There is a theme here. It’s sharing your goal. That means you need a goal and to say it out loud, and to someone. The goal can be a goal weight, but given you don’t know how you’ll respond, we like starting with goal times. It also means it seems less big and scary to committ to a time limit that is not forever. Change happens a moment a a time. To make keto fit, we suggest setting many small goals, starting with say lets see if you can fast a day, and then get into ketosis (and test that, that’s an awesome moment), then may aim for one or two weeks. Then maybe for three. If you fall off the wagon, you know you can do the steps again. Some suggest removing some foods at a time e.g., just remove sugar but keep more starchy carbs like sweet potatoes. We think that just lenghtens the pain and delays the benefits, but try it (we recommend with a glucose meter so you see how your body is reacting).
Writing a goal and progress down helps. Just try this. Put a note in your phone right now of when your last food was, count how long ago. Congratz, you’re already on your way. Even better is if you tell someone your goal. We’re often shy because we are scared of failure. That’s why realistic goals are so important. So how about making that first goal not snacking until your next meal, and sending a text to a buddy to say that. Sometimes it’s easier if that buddy is not nearby, so maybe join a facebook or insta group, or you can always comment on our feed!
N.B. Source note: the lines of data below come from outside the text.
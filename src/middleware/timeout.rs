use async_trait::async_trait;
use axum::http::StatusCode;
use serde::Deserialize;
use std::time::Duration;
use tracing::warn;

use crate::core::error::{GatewayError, GatewayResult};
use crate::core::types::{GatewayResponse, IncomingRequest, RequestContext};
use crate::middleware::pipeline::{Middleware, Next, Outcome};
use crate::middleware::spec::MiddlewareArgs;

#[derive(Debug, Clone, Deserialize)]
#[serde(default)]
pub struct TimeoutConfig {
    /// Transport timeout in seconds
    #[serde(alias = "timeout")]
    pub seconds: f64,
}

impl Default for TimeoutConfig {
    fn default() -> Self {
        Self { seconds: 30.0 }
    }
}

/// Annotates the outgoing request with a timeout hint and turns transport timeouts into 504.
///
/// The transport enforces the hint; this middleware never races the call itself.
#[derive(Debug)]
pub struct TimeoutMiddleware {
    timeout: Duration,
}

impl TimeoutMiddleware {
    pub fn new(config: TimeoutConfig) -> GatewayResult<Self> {
        if !config.seconds.is_finite() || config.seconds <= 0.0 {
            return Err(GatewayError::config(format!(
                "Timeout must be a positive number of seconds, got {}",
                config.seconds
            )));
        }
        Ok(Self {
            timeout: Duration::from_secs_f64(config.seconds),
        })
    }

    /// Build from `timeout[:seconds]`
    pub fn from_args(args: &MiddlewareArgs) -> GatewayResult<Self> {
        Self::new(args.into_config(&["seconds"])?)
    }

    pub fn timeout(&self) -> Duration {
        self.timeout
    }
}

#[async_trait]
impl Middleware for TimeoutMiddleware {
    fn name(&self) -> &str {
        "timeout"
    }

    fn priority(&self) -> i32 {
        30
    }

    async fn process(
        &self,
        mut request: IncomingRequest,
        context: &RequestContext,
        next: Next<'_>,
    ) -> GatewayResult<Outcome> {
        // A tighter deadline set by an earlier middleware is kept
        request.timeout = Some(match request.timeout {
            Some(existing) => existing.min(self.timeout),
            None => self.timeout,
        });

        match next.run(request, context).await {
            Err(error) if error.is_timeout() => {
                warn!(
                    request_id = %context.request_id,
                    target = %context.target_url,
                    timeout_ms = self.timeout.as_millis() as u64,
                    "Backend timed out"
                );
                Ok(Outcome::Response(GatewayResponse::error(
                    StatusCode::GATEWAY_TIMEOUT,
                    format!("Backend did not respond within {:?}", self.timeout),
                )))
            }
            other => other,
        }
    }
}

#[cfg(test)]
mod tests {
    use super::*;
    use crate::middleware::pipeline::test_support::*;
    use axum::http::Method;
    use std::sync::Arc;

    fn timeout(seconds: f64) -> Arc<TimeoutMiddleware> {
        Arc::new(TimeoutMiddleware::new(TimeoutConfig { seconds }).unwrap())
    }

    #[tokio::test]
    async fn test_sets_timeout_hint() {
        let endpoint = ScriptedEndpoint::always(StatusCode::OK);
        run_one(timeout(2.5), request(Method::GET, "http://b/"), &context(), &endpoint)
            .await
            .unwrap();
        assert_eq!(endpoint.last_request().unwrap().timeout, Some(Duration::from_millis(2500)));
    }

    #[tokio::test]
    async fn test_keeps_tighter_outer_deadline() {
        let endpoint = ScriptedEndpoint::always(StatusCode::OK);
        let mut tight = request(Method::GET, "http://b/");
        tight.timeout = Some(Duration::from_secs(1));
        run_one(timeout(5.0), tight, &context(), &endpoint).await.unwrap();
        assert_eq!(endpoint.last_request().unwrap().timeout, Some(Duration::from_secs(1)));

        let mut loose = request(Method::GET, "http://b/");
        loose.timeout = Some(Duration::from_secs(30));
        run_one(timeout(5.0), loose, &context(), &endpoint).await.unwrap();
        assert_eq!(endpoint.last_request().unwrap().timeout, Some(Duration::from_secs(5)));
    }

    #[tokio::test]
    async fn test_timeout_error_becomes_504() {
        let endpoint = ScriptedEndpoint::scripted(vec![Err(GatewayError::transport("operation timed out"))]);
        let outcome = run_one(timeout(1.0), request(Method::GET, "http://b/"), &context(), &endpoint)
            .await
            .unwrap();
        assert_eq!(outcome.response().unwrap().status, StatusCode::GATEWAY_TIMEOUT);
    }

    #[tokio::test]
    async fn test_other_transport_errors_propagate() {
        let endpoint = ScriptedEndpoint::scripted(vec![Err(GatewayError::transport("connection refused"))]);
        let result = run_one(timeout(1.0), request(Method::GET, "http://b/"), &context(), &endpoint).await;
        assert!(matches!(result, Err(GatewayError::Transport { .. })));
    }

    #[test]
    fn test_rejects_non_positive_timeouts() {
        assert!(TimeoutMiddleware::new(TimeoutConfig { seconds: 0.0 }).is_err());
        let args = crate::middleware::spec::normalize(&serde_json::json!("timeout:5")).unwrap();
        assert_eq!(TimeoutMiddleware::from_args(&args).unwrap().timeout(), Duration::from_secs(5));
    }
}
The hardest part is getting going. Once in motion, it’s easier to stay in motion – once you’ve tasted keto it’s easier to stay keto. You’re already further along than few moments ago.
Duh, make it the right shape and the right size. Yup, a round peg for a round hole. Sized just snug ;)
The right shape to make keto fit in your life, is a square. Yup, a square. That’s a very specific shape you are thinking. Is it because many keto peeps are a tad nerdy, maybe a bit square? Some of us don’t even drink. But, nope that’s not what we mean. We mean a square meal! The way to make keto fit in your life is to focus on the meals. Square meals. Real food. Even for the snacks.
The right size to make keto fit in your life, is of course Goldilocks size. Not too big and not too small, but just right. We made KEHO 1.5 oz which is 42gs, because that’s about 200 calories of real food goodness. We’re not huge fans of counting calories, but they are a handy common macro metric. The average dude eats about 3,076 calories a day and the average woman about 2,370 (yeah that 2,000 recommended daily calorie diet on a nutrition label is not very helpful for anyone). That means one KEHO is less than 10% of the daily calories of a person.
Now we’re fans of fasting and OMAD (one meal a day) and other fasting protocols, and tend to prefer eating more earlier in the day and less later in the day, the prince to pauper principle. We’re not actually huge fans of snacking, yikes, yes, a snack brand just said they are not fans of snacking. We are trying to put ourselves out of business before we have began!
We’re just realists, life happens. We miss meals and want treats, and we are keeping those keto. So assuming classic societal three meals a day, split it even steven square to 30%/30%/30% that leaves 10% for KEHO ;) or eat two or even three for a meal.
KEHO is just the right size to make keto fit in your life ;) The answer is always 42 (grams of KEHO goodness!).